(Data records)
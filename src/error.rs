//! Error types for the chat server
//!
//! Defines application-level errors and mailbox send errors.
//! Uses thiserror for ergonomic error definitions.

use thiserror::Error;

/// Application-level errors
///
/// Covers both fatal errors (session termination) and
/// command errors (send a notice back to the requesting client).
#[derive(Debug, Error)]
pub enum AppError {
    /// IO error while reading from the peer (fatal)
    #[error("IO error: {0}")]
    Io(#[from] std::io::Error),

    /// Channel send error (fatal - registry or broadcaster task is gone)
    #[error("Channel send error")]
    ChannelSend,

    /// Requested identity is already registered
    #[error("Name in use: {0}")]
    NameInUse(String),

    /// `rename|` without a name
    #[error("Empty name")]
    EmptyName,

    /// `to|` without a target
    #[error("Malformed direct message")]
    MalformedDirect,

    /// `to|` naming an identity nobody holds
    #[error("Unknown user: {0}")]
    UnknownUser(String),

    /// `to|target|` without content
    #[error("Empty content")]
    EmptyContent,

    /// Session is not (or no longer) registered under this identity
    #[error("Not registered: {0}")]
    NotRegistered(String),
}

impl AppError {
    /// Whether this error is answered with a notice while the session stays open
    pub fn is_notice(&self) -> bool {
        matches!(
            self,
            AppError::NameInUse(_)
                | AppError::EmptyName
                | AppError::MalformedDirect
                | AppError::UnknownUser(_)
                | AppError::EmptyContent
        )
    }
}

/// Message send errors
///
/// Occurs when attempting to send messages through closed channels.
#[derive(Debug, Error)]
pub enum SendError {
    /// The receiving end of the channel has been closed
    #[error("Channel closed")]
    ChannelClosed,
}
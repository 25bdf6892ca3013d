//! Chat server
//!
//! Owns the Registry actor and the broadcast fan-out loop for its whole
//! lifetime, and turns accepted connections into session tasks.

use std::sync::Arc;

use tokio::io::{AsyncRead, AsyncWrite};
use tokio::net::TcpListener;
use tokio::task::JoinHandle;
use tracing::{error, info};

use crate::broadcaster::Broadcaster;
use crate::config::Config;
use crate::connection::{handle_connection, Termination};
use crate::error::AppError;
use crate::registry::RegistryHandle;

/// What a session may reach of the server
///
/// Handed to every session instead of a reference to the `Server` itself.
#[derive(Debug, Clone)]
pub struct ServerContext {
    pub registry: RegistryHandle,
    pub broadcaster: Broadcaster,
    pub config: Arc<Config>,
}

/// The chat server
///
/// The background loops stop on their own once the server and every
/// session have dropped their handles.
pub struct Server {
    ctx: ServerContext,
}

impl Server {
    /// Spawn the Registry actor and the single fan-out loop
    ///
    /// Must be called from within a tokio runtime.
    pub fn start(config: Config) -> Self {
        let (registry, actor) = RegistryHandle::channel(config.registry_buffer);
        tokio::spawn(actor.run());

        let (broadcaster, fan_out) = Broadcaster::channel(registry.clone());
        tokio::spawn(fan_out.run());

        info!("ChatServer started");

        Self {
            ctx: ServerContext {
                registry,
                broadcaster,
                config: Arc::new(config),
            },
        }
    }

    pub fn context(&self) -> ServerContext {
        self.ctx.clone()
    }

    pub fn config(&self) -> &Config {
        &self.ctx.config
    }

    /// Start a session for an already-accepted stream
    pub fn spawn_connection<S>(
        &self,
        stream: S,
        address: String,
    ) -> JoinHandle<Result<Termination, AppError>>
    where
        S: AsyncRead + AsyncWrite + Send + 'static,
    {
        let ctx = self.context();
        tokio::spawn(async move {
            let result = handle_connection(stream, address, ctx).await;
            if let Err(e) = &result {
                error!("Connection handler error: {}", e);
            }
            result
        })
    }

    /// Accept connections forever
    ///
    /// Accept errors are logged and do not stop the loop.
    pub async fn serve(self, listener: TcpListener) {
        if let Ok(addr) = listener.local_addr() {
            info!("Chat server listening on {}", addr);
        }

        loop {
            match listener.accept().await {
                Ok((stream, addr)) => {
                    info!("New connection from {}", addr);
                    self.spawn_connection(stream, addr.to_string());
                }
                Err(e) => {
                    error!("Failed to accept connection: {}", e);
                }
            }
        }
    }
}
//! Server configuration
//!
//! Parsed from command-line flags with environment variable fallbacks.

use std::time::Duration;

use clap::Parser;

/// Default bind address
pub const DEFAULT_ADDR: &str = "127.0.0.1:8888";

/// Default idle window before a silent session is evicted
pub const DEFAULT_IDLE_TIMEOUT_SECS: u64 = 300;

/// Default maximum inbound line length in bytes
pub const DEFAULT_MAX_LINE_LENGTH: usize = 4096;

/// Default registry command channel capacity
pub const DEFAULT_REGISTRY_BUFFER: usize = 256;

/// Line-oriented TCP chat server
#[derive(Parser, Clone, Debug)]
#[command(name = "tcp_chat_server", version, about = "Line-oriented TCP chat server")]
pub struct Config {
    /// Address to listen on
    #[arg(long, env = "CHAT_ADDR", default_value = DEFAULT_ADDR)]
    pub addr: String,

    /// Seconds of silence before a client is evicted
    #[arg(long, env = "CHAT_IDLE_TIMEOUT_SECS", default_value_t = DEFAULT_IDLE_TIMEOUT_SECS)]
    pub idle_timeout_secs: u64,

    /// Maximum inbound line length in bytes
    #[arg(long, env = "CHAT_MAX_LINE_LENGTH", default_value_t = DEFAULT_MAX_LINE_LENGTH)]
    pub max_line_length: usize,

    /// Capacity of the registry command channel
    #[arg(long, env = "CHAT_REGISTRY_BUFFER", default_value_t = DEFAULT_REGISTRY_BUFFER)]
    pub registry_buffer: usize,
}

impl Config {
    /// Idle window as a `Duration`
    pub fn idle_timeout(&self) -> Duration {
        Duration::from_secs(self.idle_timeout_secs)
    }
}

impl Default for Config {
    fn default() -> Self {
        Self {
            addr: DEFAULT_ADDR.to_string(),
            idle_timeout_secs: DEFAULT_IDLE_TIMEOUT_SECS,
            max_line_length: DEFAULT_MAX_LINE_LENGTH,
            registry_buffer: DEFAULT_REGISTRY_BUFFER,
        }
    }
}
//! Algorithm selection and the unification result type
//!
//! The set of algorithms is closed and known at build time, so selection is
//! an enum rather than a runtime registry. `Algorithm` values are stateless
//! descriptors: all working state lives inside one `find_unifier` call, so a
//! value can be shared and reused freely across threads and problems. The
//! term graph itself still requires exclusive access for the duration of a
//! call (the polynomial strategy extends it, and in-place substitution
//! application rewrites it).

use serde::{Deserialize, Serialize};
use std::fmt;
use std::str::FromStr;

use crate::error::Error;
use crate::syntax::{TermGraph, TermPair};

use super::substitution::Substitution;
use super::{paterson_wegman, poly, robinson};

/// Outcome of a unification attempt
#[derive(Debug, Clone, PartialEq, Eq)]
pub enum UnificationResult {
    /// The pair is unifiable; the contained substitution is the most general
    /// unifier in solved form
    Unifiable(Substitution),
    /// Symbol clash, arity mismatch or occurs-check violation
    NotUnifiable,
}

impl UnificationResult {
    pub fn is_unifiable(&self) -> bool {
        matches!(self, UnificationResult::Unifiable(_))
    }

    /// The unifier, if the pair was unifiable
    pub fn unifier(&self) -> Option<&Substitution> {
        match self {
            UnificationResult::Unifiable(sigma) => Some(sigma),
            UnificationResult::NotUnifiable => None,
        }
    }

    pub fn into_unifier(self) -> Option<Substitution> {
        match self {
            UnificationResult::Unifiable(sigma) => Some(sigma),
            UnificationResult::NotUnifiable => None,
        }
    }
}

/// A unification algorithm
#[derive(Debug, Copy, Clone, PartialEq, Eq, Hash, Serialize, Deserialize)]
pub enum Algorithm {
    /// Naive recursive Robinson with eager substitution application;
    /// exponential worst case
    Robinson,
    /// Robinson with deferred triangular bindings; polynomial time
    PolynomialRobinson,
    /// Paterson-Wegman pointer-based unification; near-linear on shared DAGs
    PatersonWegman,
}

impl Algorithm {
    pub const ALL: [Algorithm; 3] = [
        Algorithm::Robinson,
        Algorithm::PolynomialRobinson,
        Algorithm::PatersonWegman,
    ];

    /// The selection name, as accepted by [`Algorithm::from_str`]
    pub fn name(self) -> &'static str {
        match self {
            Algorithm::Robinson => "robinson",
            Algorithm::PolynomialRobinson => "robinson-poly",
            Algorithm::PatersonWegman => "paterson-wegman",
        }
    }

    /// Decide whether a substitution exists making both terms of the pair
    /// structurally identical, and return the most general one in solved
    /// form if so.
    pub fn find_unifier(self, graph: &mut TermGraph, pair: &TermPair) -> UnificationResult {
        match self {
            Algorithm::Robinson => robinson::find_unifier(graph, pair),
            Algorithm::PolynomialRobinson => poly::find_unifier(graph, pair),
            Algorithm::PatersonWegman => paterson_wegman::find_unifier(graph, pair),
        }
    }
}

impl FromStr for Algorithm {
    type Err = Error;

    fn from_str(s: &str) -> Result<Self, Error> {
        Algorithm::ALL
            .into_iter()
            .find(|a| a.name() == s)
            .ok_or_else(|| Error::UnknownAlgorithm(s.to_string()))
    }
}

impl fmt::Display for Algorithm {
    fn fmt(&self, f: &mut fmt::Formatter<'_>) -> fmt::Result {
        f.write_str(self.name())
    }
}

=== Exercise aim ===
All the lines that hold the word "thiserror" must appear in the answer, copied from the records.

=== Answer to this task ===
//! Uses thiserror for ergonomic error definitions.
use thiserror::Error;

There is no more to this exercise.